> _WHAT IS NEEDED_:
Every line of the records below that holds the word "insert" belongs in the answer.

Data extracted from a collection
▽

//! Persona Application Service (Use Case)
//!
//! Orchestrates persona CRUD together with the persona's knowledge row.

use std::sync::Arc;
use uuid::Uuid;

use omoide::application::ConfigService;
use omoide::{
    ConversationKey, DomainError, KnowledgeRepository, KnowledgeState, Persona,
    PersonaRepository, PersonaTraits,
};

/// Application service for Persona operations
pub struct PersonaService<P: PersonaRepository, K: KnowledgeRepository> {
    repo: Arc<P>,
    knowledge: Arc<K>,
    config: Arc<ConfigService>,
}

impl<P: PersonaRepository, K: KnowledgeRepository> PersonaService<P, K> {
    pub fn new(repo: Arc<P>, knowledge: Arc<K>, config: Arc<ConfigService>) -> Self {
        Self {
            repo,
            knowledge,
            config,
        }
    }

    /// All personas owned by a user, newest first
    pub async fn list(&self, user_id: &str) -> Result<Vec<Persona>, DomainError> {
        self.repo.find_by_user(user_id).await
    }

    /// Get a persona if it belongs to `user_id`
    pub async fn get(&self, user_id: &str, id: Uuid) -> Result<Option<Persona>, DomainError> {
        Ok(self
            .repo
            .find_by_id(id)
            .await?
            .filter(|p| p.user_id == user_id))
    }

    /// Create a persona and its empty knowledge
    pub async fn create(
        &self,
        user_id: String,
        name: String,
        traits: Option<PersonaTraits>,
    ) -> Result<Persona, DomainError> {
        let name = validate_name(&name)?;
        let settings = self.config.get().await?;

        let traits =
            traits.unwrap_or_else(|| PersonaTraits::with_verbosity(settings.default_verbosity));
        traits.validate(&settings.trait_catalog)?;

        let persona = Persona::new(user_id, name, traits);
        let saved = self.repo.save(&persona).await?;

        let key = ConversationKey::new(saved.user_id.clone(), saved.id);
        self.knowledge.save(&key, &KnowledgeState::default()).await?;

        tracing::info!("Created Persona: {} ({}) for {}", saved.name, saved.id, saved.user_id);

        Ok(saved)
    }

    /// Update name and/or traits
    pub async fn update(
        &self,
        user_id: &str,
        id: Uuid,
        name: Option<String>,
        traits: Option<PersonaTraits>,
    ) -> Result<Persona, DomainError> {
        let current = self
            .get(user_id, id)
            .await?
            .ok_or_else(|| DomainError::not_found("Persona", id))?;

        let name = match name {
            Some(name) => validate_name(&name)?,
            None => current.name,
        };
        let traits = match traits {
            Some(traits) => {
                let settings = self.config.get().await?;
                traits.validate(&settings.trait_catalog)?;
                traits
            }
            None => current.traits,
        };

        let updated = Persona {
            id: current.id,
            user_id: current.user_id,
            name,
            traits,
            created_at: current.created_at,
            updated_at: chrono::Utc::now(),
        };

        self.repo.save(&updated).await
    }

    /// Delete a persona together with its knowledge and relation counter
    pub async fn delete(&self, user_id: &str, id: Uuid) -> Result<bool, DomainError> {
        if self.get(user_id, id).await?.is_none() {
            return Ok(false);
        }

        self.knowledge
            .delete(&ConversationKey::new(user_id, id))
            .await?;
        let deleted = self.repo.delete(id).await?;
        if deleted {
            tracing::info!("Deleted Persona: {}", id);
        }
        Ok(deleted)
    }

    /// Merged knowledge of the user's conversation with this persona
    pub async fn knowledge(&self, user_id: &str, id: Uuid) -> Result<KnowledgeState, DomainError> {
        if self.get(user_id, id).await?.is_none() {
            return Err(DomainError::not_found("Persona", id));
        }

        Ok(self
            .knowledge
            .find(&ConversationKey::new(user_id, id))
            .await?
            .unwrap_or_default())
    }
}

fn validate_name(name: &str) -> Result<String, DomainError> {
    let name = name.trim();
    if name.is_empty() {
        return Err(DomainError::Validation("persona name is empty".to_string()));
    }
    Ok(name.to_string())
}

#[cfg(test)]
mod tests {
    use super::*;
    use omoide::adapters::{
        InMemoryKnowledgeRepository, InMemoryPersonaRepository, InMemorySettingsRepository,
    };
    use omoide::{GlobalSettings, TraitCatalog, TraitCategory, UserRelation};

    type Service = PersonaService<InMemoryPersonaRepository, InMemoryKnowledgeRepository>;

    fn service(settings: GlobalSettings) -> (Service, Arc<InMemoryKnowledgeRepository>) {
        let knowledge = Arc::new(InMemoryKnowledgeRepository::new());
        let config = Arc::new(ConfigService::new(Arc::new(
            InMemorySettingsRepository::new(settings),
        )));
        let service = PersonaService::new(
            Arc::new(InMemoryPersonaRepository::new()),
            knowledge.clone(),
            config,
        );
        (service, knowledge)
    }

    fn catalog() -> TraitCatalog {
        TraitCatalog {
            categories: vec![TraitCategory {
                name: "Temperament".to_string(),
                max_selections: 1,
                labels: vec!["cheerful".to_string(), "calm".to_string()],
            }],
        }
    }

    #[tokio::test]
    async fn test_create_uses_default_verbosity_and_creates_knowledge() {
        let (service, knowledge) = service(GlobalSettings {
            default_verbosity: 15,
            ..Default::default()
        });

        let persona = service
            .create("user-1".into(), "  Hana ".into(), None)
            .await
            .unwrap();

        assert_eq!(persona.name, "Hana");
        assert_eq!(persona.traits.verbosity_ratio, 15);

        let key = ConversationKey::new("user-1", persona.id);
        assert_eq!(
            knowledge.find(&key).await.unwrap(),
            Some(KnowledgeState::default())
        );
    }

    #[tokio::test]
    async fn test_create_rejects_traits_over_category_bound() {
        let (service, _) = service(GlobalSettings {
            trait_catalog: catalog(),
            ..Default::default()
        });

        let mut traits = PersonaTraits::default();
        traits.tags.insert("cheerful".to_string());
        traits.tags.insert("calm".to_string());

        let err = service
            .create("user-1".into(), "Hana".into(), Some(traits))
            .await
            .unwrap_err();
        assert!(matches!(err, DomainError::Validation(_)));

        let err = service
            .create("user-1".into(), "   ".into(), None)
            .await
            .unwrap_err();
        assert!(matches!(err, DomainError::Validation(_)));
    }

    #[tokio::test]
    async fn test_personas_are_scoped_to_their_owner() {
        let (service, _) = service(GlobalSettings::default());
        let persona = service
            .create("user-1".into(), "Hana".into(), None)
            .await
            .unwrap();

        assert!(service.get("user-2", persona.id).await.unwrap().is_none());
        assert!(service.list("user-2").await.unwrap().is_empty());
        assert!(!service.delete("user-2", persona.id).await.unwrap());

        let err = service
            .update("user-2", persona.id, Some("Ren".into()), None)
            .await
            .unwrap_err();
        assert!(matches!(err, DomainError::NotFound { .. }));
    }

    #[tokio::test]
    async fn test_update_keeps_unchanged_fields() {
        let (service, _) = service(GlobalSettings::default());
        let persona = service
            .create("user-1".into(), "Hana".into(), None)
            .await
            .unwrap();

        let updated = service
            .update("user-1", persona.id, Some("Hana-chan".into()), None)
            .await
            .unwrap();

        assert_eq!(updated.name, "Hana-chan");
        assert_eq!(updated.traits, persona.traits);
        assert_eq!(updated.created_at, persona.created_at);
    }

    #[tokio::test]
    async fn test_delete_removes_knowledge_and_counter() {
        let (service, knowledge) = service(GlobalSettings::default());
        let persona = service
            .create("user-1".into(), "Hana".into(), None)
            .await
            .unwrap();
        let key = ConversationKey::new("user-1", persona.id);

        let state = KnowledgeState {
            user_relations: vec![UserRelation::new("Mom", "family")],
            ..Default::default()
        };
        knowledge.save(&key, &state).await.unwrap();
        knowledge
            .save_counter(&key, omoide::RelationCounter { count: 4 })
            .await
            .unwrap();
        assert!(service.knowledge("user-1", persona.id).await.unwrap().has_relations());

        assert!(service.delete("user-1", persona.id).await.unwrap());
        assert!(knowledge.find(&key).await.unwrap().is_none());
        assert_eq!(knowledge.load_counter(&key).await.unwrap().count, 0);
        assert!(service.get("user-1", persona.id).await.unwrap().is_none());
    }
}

△
▽

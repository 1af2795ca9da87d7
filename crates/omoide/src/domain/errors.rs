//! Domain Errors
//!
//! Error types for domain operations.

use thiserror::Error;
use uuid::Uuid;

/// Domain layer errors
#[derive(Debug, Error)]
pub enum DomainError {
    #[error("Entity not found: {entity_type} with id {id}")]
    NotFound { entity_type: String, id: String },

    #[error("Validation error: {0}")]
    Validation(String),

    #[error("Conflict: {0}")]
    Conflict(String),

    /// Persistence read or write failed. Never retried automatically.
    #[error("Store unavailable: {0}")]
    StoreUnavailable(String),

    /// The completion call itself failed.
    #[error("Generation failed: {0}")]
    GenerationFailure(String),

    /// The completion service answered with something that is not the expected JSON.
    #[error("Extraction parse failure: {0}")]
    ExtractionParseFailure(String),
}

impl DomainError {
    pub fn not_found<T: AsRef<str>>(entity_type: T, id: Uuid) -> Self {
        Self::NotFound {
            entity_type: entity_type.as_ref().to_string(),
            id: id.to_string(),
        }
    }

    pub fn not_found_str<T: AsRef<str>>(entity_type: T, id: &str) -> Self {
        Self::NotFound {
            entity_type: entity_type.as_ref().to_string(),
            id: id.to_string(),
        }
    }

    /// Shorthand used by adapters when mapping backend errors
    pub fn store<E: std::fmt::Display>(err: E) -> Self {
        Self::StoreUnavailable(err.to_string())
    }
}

△

> _RESULT FOR THIS TASK_:
        traits.tags.insert("cheerful".to_string());
        traits.tags.insert("calm".to_string());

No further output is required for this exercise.